We do no pay interest on cash advances. We preload the account to a credit balance, hence no interest charges. Put $3000 on the card last week. Now down to 1K. The 1.5 percent is the HT s/c on cash advances over and above daily interest if applicable.

In the past CIBC certainly did charge us 3-4 points above the visa exchange rate on atm withdrawals.


----------



## james4beach (Nov 15, 2012)

ian said:


> We do no pay interest on cash advances. We preload the account to a credit balance, hence no interest charges. Put $3000 on the card last week. Now down to 1K. The 1.5 percent is the HT s/c on cash advances over and above daily interest if applicable.


Apologies, you've talked about this method before but I also haven't understood it yet.

So you pay an excess amount to your HT card to load it up to a credit balance. Basically you're loading CAD cash into it and using the cash advance method to withdraw the cash at a foreign ATM without any interest charges -- is that right?

Is this better than using a regular Canadian debit card at the foreign ATM? Example: say you're withdrawing 200 EUR (or whatever) at a foreign ATM from the HT card. I would think you would be paying
- nil interest, ok
- 1.5% service fee on cash advances
- $10 or more foreign ATM fee
- X% foreign exchange spread, perhaps 3%


----------



## ian (Jun 18, 2016)

James...

Yes, We always maintain a credit balance hence no interest charges. Usually about $800. We keep note of credit card charges in order to maintain this credit.

Yesterday we took a cash advance of $425. That was the max at this atm.

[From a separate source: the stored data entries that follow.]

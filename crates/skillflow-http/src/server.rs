//! Router assembly and server entry point.

use std::sync::Arc;

use axum::routing::{get, post};
use axum::Router;
use tower_http::cors::{Any, CorsLayer};
use tower_http::trace::TraceLayer;
use tracing::info;

use crate::state::{AppState, HttpServerConfig};
use crate::{admin, callback, health, runs, skills};

pub fn create_app(state: Arc<AppState>) -> Router {
    Router::new()
        .route("/", get(health::root))
        .route("/start", post(runs::start))
        .route("/stop/:thread_id", post(runs::stop))
        .route("/rerun/:thread_id", post(runs::rerun))
        .route("/status/:thread_id", get(runs::status))
        .route("/approve/:thread_id", post(runs::approve))
        .route("/callback", post(callback::rest_callback))
        .route("/skills", get(skills::list_skills).post(skills::save_skill))
        .route("/demo/rest-task", post(callback::demo_rest_task))
        .route("/health", get(health::health_check))
        .route("/logs/:thread_id", get(admin::thread_logs))
        .route("/admin/runs", get(admin::list_runs))
        .route("/admin/runs/:thread_id", get(admin::run_detail))
        .route("/admin/system-errors", get(admin::list_system_errors))
        .route("/admin/system-errors/:error_id/resolve", post(admin::resolve_system_error))
        .with_state(state)
}

pub struct HttpServer {
    config: HttpServerConfig,
}

impl HttpServer {
    pub fn new(config: HttpServerConfig) -> Self {
        Self { config }
    }

    pub async fn run(&self) -> anyhow::Result<()> {
        let state = AppState::new(self.config.clone()).await?;

        let mut app = create_app(state);
        if self.config.enable_cors {
            app = app.layer(CorsLayer::new().allow_origin(Any).allow_methods(Any).allow_headers(Any));
        }
        if self.config.enable_tracing {
            app = app.layer(TraceLayer::new_for_http());
        }

        let addr = format!("{}:{}", self.config.host, self.config.port);
        let listener = tokio::net::TcpListener::bind(&addr).await?;
        info!(
            address = %addr,
            cors = self.config.enable_cors,
            tracing = self.config.enable_tracing,
            "orchestrator API starting"
        );
        axum::serve(listener, app).await?;
        Ok(())
    }
}
//! Loop detection over the run's execution sequence.
//!
//! Two consecutive executions of one skill are legitimate (retry with new
//! inputs); the third is not. Alternating and three-skill cycles are caught
//! over the last six executions.

/// Examine the tail of the execution sequence and return a descriptive error
/// when an infinite loop is detected.
pub fn detect_infinite_loop(execution_sequence: &[String]) -> Option<String> {
    if execution_sequence.len() < 3 {
        return None;
    }
    let recent: Vec<&str> = execution_sequence
        .iter()
        .rev()
        .take(6)
        .rev()
        .map(String::as_str)
        .collect();

    // Same skill executed three times consecutively.
    let tail = &recent[recent.len() - 3..];
    if tail[0] == tail[1] && tail[1] == tail[2] {
        return Some(format!(
            "Infinite loop detected: '{}' executed 3 times in a row",
            tail[0]
        ));
    }

    // Alternating pattern A -> B -> A -> B.
    if recent.len() >= 4 {
        let tail = &recent[recent.len() - 4..];
        if tail[0] == tail[2] && tail[1] == tail[3] {
            return Some(format!(
                "Infinite loop detected: alternating pattern '{}' -> '{}' -> '{}' -> '{}'",
                tail[0], tail[1], tail[2], tail[3]
            ));
        }
    }

    // Three-skill cycle A -> B -> C -> A -> B -> C.
    if recent.len() >= 6
        && recent[0] == recent[3]
        && recent[1] == recent[4]
        && recent[2] == recent[5]
    {
        return Some(format!(
            "Infinite loop detected: cycle pattern '{}' -> '{}' -> '{}' repeating",
            recent[0], recent[1], recent[2]
        ));
    }

    None
}

#[cfg(test)]
mod tests {
    use super::*;

    fn seq(names: &[&str]) -> Vec<String> {
        names.iter().map(|s| s.to_string()).collect()
    }

    #[test]
    fn test_short_sequences_are_clean() {
        assert_eq!(detect_infinite_loop(&seq(&[])), None);
        assert_eq!(detect_infinite_loop(&seq(&["a"])), None);
        assert_eq!(detect_infinite_loop(&seq(&["a", "a"])), None);
    }

    #[test]
    fn test_triple_repeat() {
        let err = detect_infinite_loop(&seq(&["a", "a", "a"])).unwrap();
        assert!(err.contains("'a' executed 3 times in a row"));
        // Also caught deep in a longer sequence.
        let err = detect_infinite_loop(&seq(&["x", "y", "b", "b", "b"])).unwrap();
        assert!(err.contains("executed 3 times in a row"));
    }

    #[test]
    fn test_two_in_a_row_is_allowed() {
        assert_eq!(detect_infinite_loop(&seq(&["a", "b", "a", "a"])), None);
    }

    #[test]
    fn test_alternating_pattern() {
        let err = detect_infinite_loop(&seq(&["a", "b", "a", "b"])).unwrap();
        assert!(err.contains("alternating pattern"));
        assert!(err.contains("'a' -> 'b' -> 'a' -> 'b'"));
    }

    #[test]
    fn test_three_cycle() {
        let err = detect_infinite_loop(&seq(&["a", "b", "c", "a", "b", "c"])).unwrap();
        assert!(err.contains("cycle pattern 'a' -> 'b' -> 'c' repeating"));
    }

    #[test]
    fn test_distinct_sequences_are_clean() {
        assert_eq!(detect_infinite_loop(&seq(&["a", "b", "c", "d", "e", "f"])), None);
        assert_eq!(detect_infinite_loop(&seq(&["a", "b", "c", "b", "a", "c"])), None);
    }
}
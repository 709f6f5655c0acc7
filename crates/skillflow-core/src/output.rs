//! Output mapping: pipeline step output specs and the shared
//! produces-mapping rules every executor honors.

use serde::{Deserialize, Serialize};
use serde_json::{Map, Value};

use crate::error::CoreError;
use crate::skill::Skill;

/// Where a pipeline step stores its produced value.
///
/// A single key stores the value as-is. A list of keys maps either by key
/// (produced dicts) or positionally (produced sequences of matching length).
#[derive(Debug, Clone, Serialize, Deserialize)]
#[serde(untagged)]
pub enum OutputSpec {
    Key(String),
    Keys(Vec<String>),
}

/// Map a produced value into one or more output keys.
pub fn apply_output_spec(
    spec: Option<&OutputSpec>,
    value: Value,
    error_prefix: &str,
) -> Result<Map<String, Value>, CoreError> {
    let mut out = Map::new();
    match spec {
        None => {
            out.insert("result".to_string(), value);
        }
        Some(OutputSpec::Key(key)) => {
            out.insert(key.clone(), value);
        }
        Some(OutputSpec::Keys(keys)) if keys.len() == 1 => {
            out.insert(keys[0].clone(), value);
        }
        Some(OutputSpec::Keys(keys)) => match value {
            Value::Object(mut map) => {
                let missing: Vec<&String> = keys.iter().filter(|k| !map.contains_key(*k)).collect();
                if !missing.is_empty() {
                    return Err(CoreError::OutputSpec(format!(
                        "{error_prefix}: output keys {missing:?} not present in produced dict"
                    )));
                }
                for key in keys {
                    if let Some(val) = map.remove(key) {
                        out.insert(key.clone(), val);
                    }
                }
            }
            Value::Array(items) => {
                if items.len() != keys.len() {
                    return Err(CoreError::OutputSpec(format!(
                        "{error_prefix}: output key count ({}) does not match produced sequence length ({})",
                        keys.len(),
                        items.len()
                    )));
                }
                for (key, val) in keys.iter().zip(items) {
                    out.insert(key.clone(), val);
                }
            }
            other => {
                return Err(CoreError::OutputSpec(format!(
                    "{error_prefix}: output is a list but produced value is {}; expected dict or sequence",
                    type_name(&other)
                )))
            }
        },
    }
    Ok(out)
}

fn type_name(val: &Value) -> &'static str {
    match val {
        Value::Null => "null",
        Value::Bool(_) => "bool",
        Value::Number(_) => "number",
        Value::String(_) => "string",
        Value::Array(_) => "array",
        Value::Object(_) => "object",
    }
}

/// Map an executor result onto the skill's declared outputs.
///
/// Every declared `produces` key must be present in the result; all missing
/// keys are listed in the error. Extra keys are ignored with a warning, never
/// merged under a different name. `optional_produces` keys are copied through
/// when present and silently skipped otherwise.
pub fn map_produces(skill: &Skill, mut result: Map<String, Value>) -> Result<Map<String, Value>, CoreError> {
    if skill.produces.is_empty() && skill.optional_produces.is_empty() {
        return Ok(result);
    }

    let mut mapped = Map::new();
    let mut missing: Vec<&str> = Vec::new();
    for key in &skill.produces {
        match result.remove(key) {
            Some(val) => {
                mapped.insert(key.clone(), val);
            }
            None => {
                tracing::warn!(
                    skill = %skill.name,
                    key = %key,
                    "skill declares a produces key the executor did not return"
                );
                missing.push(key);
            }
        }
    }
    if !missing.is_empty() {
        return Err(CoreError::MissingOutputs { missing: missing.join(", ") });
    }
    for key in &skill.optional_produces {
        if let Some(val) = result.remove(key) {
            mapped.insert(key.clone(), val);
        }
    }
    for extra in result.keys() {
        tracing::warn!(skill = %skill.name, key = %extra, "extra result key not in produces; ignored");
    }
    Ok(mapped)
}
pub async fn stop(
    State(app): State<Arc<AppState>>,
    Path(thread_id): Path<String>,
    caller: Caller,
) -> Result<Json<Value>, ApiError> {
    check_run_ownership(&app, &thread_id, &caller, None).await?;

    let handle = app.take_task(&thread_id);
    let Some(handle) = handle.filter(|h| !h.is_finished()) else {
        return Err(ApiError::bad_request("Run is not active"));
    };
    tracing::info!(thread_id = %thread_id, "cancelling workflow task");
    handle.abort();
    // Give the task a moment to unwind cooperatively.
    let _ = tokio::time::timeout(Duration::from_secs(2), handle).await;

    app.events().info(&thread_id, "[API] STOP signal sent. Workflow task cancelled.");
    app.metadata
        .update_status(&thread_id, RunStatus::Cancelled, None, None)
        .await?;
    app.events().admin(json!({
        "type": "run_cancelled",
        "thread_id": thread_id,
        "cancelled_by": caller.id,
    }));
    app.events()
        .info(&thread_id, format!("[API] Run {thread_id} cancelled by {}", caller.id));
    terminal_flush(&app, &thread_id).await;
    spawn_webhook(app.clone(), thread_id.clone());

    Ok(Json(json!({
        "status": "cancelled",
        "thread_id": thread_id,
        "message": "Run has been stopped",
    })))
}
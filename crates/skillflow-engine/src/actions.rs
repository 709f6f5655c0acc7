//! Registry of compiled inline code.
//!
//! Skills authored in the UI carry their action code as source text. At load
//! time the registry compiles each function into a Rhai AST held in a
//! process-local map keyed `{module}.{function}`. There is no module graph
//! and no importing from user code into engine code; a compile failure leaves
//! a diagnostic (with line and column when available) attached to the skill,
//! which stays visible and editable but fails at execution time.

use std::collections::HashMap;
use std::sync::{Arc, RwLock};

use rhai::{Dynamic, Engine, Scope, AST};
use serde_json::{Map, Number, Value};

use crate::errors::{EngineError, Result};

struct CompiledFunction {
    ast: AST,
    entry: String,
    params: Vec<String>,
}

/// Process-local registry of callable inline functions.
pub struct ActionRegistry {
    engine: Engine,
    functions: RwLock<HashMap<String, Arc<CompiledFunction>>>,
}

impl ActionRegistry {
    pub fn new() -> Self {
        let mut engine = Engine::new();
        // User code computes over data it was handed; no I/O surface.
        engine.set_max_operations(5_000_000);
        engine.set_max_call_levels(64);
        Self { engine, functions: RwLock::new(HashMap::new()) }
    }

    fn compile(&self, code: &str, origin: &str) -> Result<AST> {
        self.engine.compile(code).map_err(|err| {
            let rhai::ParseError(kind, pos) = err;
            if let (Some(line), Some(col)) = (pos.line(), pos.position()) {
                EngineError::InlineCode(format!("{origin}: {kind} at line {line}, column {col}"))
            } else {
                EngineError::InlineCode(format!("{origin}: {kind}"))
            }
        })
    }

    /// Compile `code` and register the named function under
    /// `{module}.{function}`.
    pub fn register_inline_code(&self, module: &str, function: &str, code: &str) -> Result<()> {
        let ast = self.compile(code, &format!("inline action {module}.{function}"))?;
        let meta = ast
            .iter_functions()
            .find(|f| f.name == function)
            .ok_or_else(|| {
                EngineError::InlineCode(format!(
                    "inline action {module}: function '{function}' not defined in source"
                ))
            })?;
        let params = meta.params.iter().map(|p| p.to_string()).collect();
        let key = format!("{module}.{function}");
        let compiled = Arc::new(CompiledFunction { ast: ast.clone(), entry: function.to_string(), params });
        self.functions
            .write()
            .unwrap_or_else(|e| e.into_inner())
            .insert(key.clone(), compiled);
        tracing::debug!(key = %key, "registered inline action function");
        Ok(())
    }

    /// Compile helper source and register every top-level function under
    /// `{module}.{name}`. Pipeline `transform` steps resolve them by bare
    /// name as a fallback.
    pub fn register_pipeline_helpers(&self, module: &str, code: &str) -> Result<usize> {
        let ast = self.compile(code, &format!("pipeline helpers {module}"))?;
        let mut count = 0usize;
        let mut map = self.functions.write().unwrap_or_else(|e| e.into_inner());
        for meta in ast.iter_functions() {
            let key = format!("{module}.{}", meta.name);
            let compiled = Arc::new(CompiledFunction {
                ast: ast.clone(),
                entry: meta.name.to_string(),
                params: meta.params.iter().map(|p| p.to_string()).collect(),
            });
            map.insert(key, compiled);
            count += 1;
        }
        tracing::debug!(module = %module, count, "registered pipeline helper functions");
        Ok(count)
    }

    fn resolve(&self, name: &str) -> Option<(String, Arc<CompiledFunction>)> {
        let map = self.functions.read().unwrap_or_else(|e| e.into_inner());
        if let Some(f) = map.get(name) {
            return Some((name.to_string(), f.clone()));
        }
        // Bare-name fallback for transform steps.
        let suffix = format!(".{name}");
        map.iter()
            .find(|(key, _)| key.ends_with(&suffix))
            .map(|(key, f)| (key.clone(), f.clone()))
    }

    pub fn contains(&self, name: &str) -> bool {
        self.resolve(name).is_some()
    }

    /// Invoke a registered function with the provided named inputs.
    ///
    /// Declared parameters are validated against the provided keys before the
    /// call; mismatches produce a diagnostic listing both sides. The function
    /// must return a map.
    pub async fn call(&self, name: &str, inputs: &Map<String, Value>) -> Result<Map<String, Value>> {
        let (key, func) = self
            .resolve(name)
            .ok_or_else(|| EngineError::InlineCode(format!("function '{name}' not found in registry")))?;

        let expected: Vec<&String> = func.params.iter().collect();
        let missing: Vec<&str> = expected
            .iter()
            .filter(|p| !inputs.contains_key(p.as_str()))
            .map(|p| p.as_str())
            .collect();
        let extra: Vec<&str> = inputs
            .keys()
            .filter(|k| !func.params.iter().any(|p| p == *k))
            .map(String::as_str)
            .collect();
        if !missing.is_empty() || !extra.is_empty() {
            let mut msg = format!("Function '{}' signature mismatch.", func.entry);
            if !missing.is_empty() {
                msg.push_str(&format!(" Missing parameters: {{{}}}.", missing.join(", ")));
            }
            if !extra.is_empty() {
                msg.push_str(&format!(" Extra parameters: {{{}}}.", extra.join(", ")));
            }
            msg.push_str(&format!(
                " Expected: {:?}, Provided: {:?}",
                func.params,
                inputs.keys().collect::<Vec<_>>()
            ));
            return Err(EngineError::InlineCode(msg));
        }

        let args: Vec<Dynamic> = func
            .params
            .iter()
            .map(|p| value_to_dynamic(inputs.get(p).unwrap_or(&Value::Null)))
            .collect();

        // Rhai evaluation is CPU-bound; run it off the async executor.
        let engine = new_call_engine();
        let func_for_call = func.clone();
        let result = tokio::task::spawn_blocking(move || {
            let mut scope = Scope::new();
            engine.call_fn::<Dynamic>(&mut scope, &func_for_call.ast, &func_for_call.entry, args)
        })
        .await
        .map_err(|e| EngineError::Execution(format!("inline function task failed: {e}")))?
        .map_err(|e| EngineError::InlineCode(format!("function '{key}' failed: {e}")))?;

        match dynamic_to_value(result) {
            Value::Object(map) => Ok(map),
            other => Err(EngineError::InlineCode(format!(
                "function '{key}' must return a map, got {}",
                json_type(&other)
            ))),
        }
    }
}

impl Default for ActionRegistry {
    fn default() -> Self {
        Self::new()
    }
}

fn new_call_engine() -> Engine {
    let mut engine = Engine::new();
    engine.set_max_operations(5_000_000);
    engine.set_max_call_levels(64);
    engine
}

fn json_type(val: &Value) -> &'static str {
    match val {
        Value::Null => "null",
        Value::Bool(_) => "bool",
        Value::Number(_) => "number",
        Value::String(_) => "string",
        Value::Array(_) => "array",
        Value::Object(_) => "object",
    }
}

/// JSON → Rhai conversion.
pub fn value_to_dynamic(val: &Value) -> Dynamic {
    match val {
        Value::Null => Dynamic::UNIT,
        Value::Bool(b) => (*b).into(),
        Value::Number(n) => {
            if let Some(i) = n.as_i64() {
                i.into()
            } else {
                n.as_f64().unwrap_or(0.0).into()
            }
        }
        Value::String(s) => s.clone().into(),
        Value::Array(items) => {
            let arr: rhai::Array = items.iter().map(value_to_dynamic).collect();
            arr.into()
        }
        Value::Object(map) => {
            let mut out = rhai::Map::new();
            for (k, v) in map {
                out.insert(k.clone().into(), value_to_dynamic(v));
            }
            out.into()
        }
    }
}

/// Rhai → JSON conversion. Non-finite floats become null so every inline
/// function result round-trips through a strict JSON parser.
pub fn dynamic_to_value(val: Dynamic) -> Value {
    if val.is_unit() {
        return Value::Null;
    }
    if let Some(b) = val.clone().try_cast::<bool>() {
        return Value::Bool(b);
    }
    if let Some(i) = val.clone().try_cast::<i64>() {
        return Value::Number(i.into());
    }
    if let Some(f) = val.clone().try_cast::<f64>() {
        return Number::from_f64(f).map(Value::Number).unwrap_or(Value::Null);
    }
    if let Some(s) = val.clone().try_cast::<String>() {
        return Value::String(s);
    }
    if let Some(arr) = val.clone().try_cast::<rhai::Array>() {
        return Value::Array(arr.into_iter().map(dynamic_to_value).collect());
    }
    if let Some(map) = val.clone().try_cast::<rhai::Map>() {
        let mut out = Map::new();
        for (k, v) in map {
            out.insert(k.to_string(), dynamic_to_value(v));
        }
        return Value::Object(out);
    }
    Value::String(val.to_string())
}

#[cfg(test)]
mod tests {
    use super::*;
    use serde_json::json;

    fn obj(v: Value) -> Map<String, Value> {
        v.as_object().cloned().unwrap_or_default()
    }

    #[tokio::test]
    async fn test_register_and_call() {
        let registry = ActionRegistry::new();
        registry
            .register_inline_code(
                "ws1.sum",
                "add",
                "fn add(x, y) { #{ total: x + y } }",
            )
            .unwrap();
        let out = registry.call("ws1.sum.add", &obj(json!({"x": 2, "y": 3}))).await.unwrap();
        assert_eq!(Value::Object(out), json!({"total": 5}));
    }

    #[tokio::test]
    async fn test_parameter_mismatch_diagnostic() {
        let registry = ActionRegistry::new();
        registry
            .register_inline_code("m", "f", "fn f(a, b) { #{ out: a } }")
            .unwrap();
        let err = registry.call("m.f", &obj(json!({"a": 1, "c": 2}))).await.unwrap_err();
        let msg = err.to_string();
        assert!(msg.contains("Missing parameters: {b}"), "{msg}");
        assert!(msg.contains("Extra parameters: {c}"), "{msg}");
    }

    #[tokio::test]
    async fn test_non_map_return_is_rejected() {
        let registry = ActionRegistry::new();
        registry.register_inline_code("m", "f", "fn f(a) { a + 1 }").unwrap();
        let err = registry.call("m.f", &obj(json!({"a": 1}))).await.unwrap_err();
        assert!(err.to_string().contains("must return a map"));
    }

    #[test]
    fn test_compile_error_includes_position() {
        let registry = ActionRegistry::new();
        let err = registry
            .register_inline_code("m", "f", "fn f(a) { a +  }")
            .unwrap_err();
        assert!(err.to_string().contains("line"), "{err}");
    }

    #[test]
    fn test_missing_entry_function() {
        let registry = ActionRegistry::new();
        let err = registry
            .register_inline_code("m", "g", "fn f(a) { #{} }")
            .unwrap_err();
        assert!(err.to_string().contains("'g' not defined"));
    }

    #[tokio::test]
    async fn test_pipeline_helpers_and_bare_name_lookup() {
        let registry = ActionRegistry::new();
        let count = registry
            .register_pipeline_helpers(
                "ws1.metrics",
                r#"
fn double(v) { #{ doubled: v * 2 } }
fn label(v) { #{ label: `value=${v}` } }
"#,
            )
            .unwrap();
        assert_eq!(count, 2);
        assert!(registry.contains("ws1.metrics.double"));
        let out = registry.call("double", &obj(json!({"v": 4}))).await.unwrap();
        assert_eq!(Value::Object(out), json!({"doubled": 8}));
    }

    #[test]
    fn test_nan_becomes_null() {
        let val = dynamic_to_value(Dynamic::from(f64::NAN));
        assert_eq!(val, Value::Null);
        let val = dynamic_to_value(Dynamic::from(f64::INFINITY));
        assert_eq!(val, Value::Null);
    }

    #[test]
    fn test_value_roundtrip() {
        let input = json!({"a": [1, 2.5, "x", true, null], "b": {"c": 7}});
        let roundtripped = dynamic_to_value(value_to_dynamic(&input));
        assert_eq!(roundtripped, input);
    }
}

We usually withdraw $500-$600 when we travel to cover cash basis accommodation, etc.

-the cash advance came over at the same rate as two purchases that day, ie the visa exchange rate with no hidden add on fx service charge

-the HT service fee was 6.38.....1.5 percent

-the foreign bank ATM fee was slightly over $2. CAD (in Mexico the atm charges vary by bank. Not so in other countries. In Thailand for example all banks charge the same fixed feefor foreign atm withdrawals...$6.50 or so.

If we used used our CIBC card we would have paid an additional $12-15 in hidden fx fees plus a $5 atm fee. 

Granted not a lot however we simply got fed up of paying bank fees when there was a way to avoid some of them.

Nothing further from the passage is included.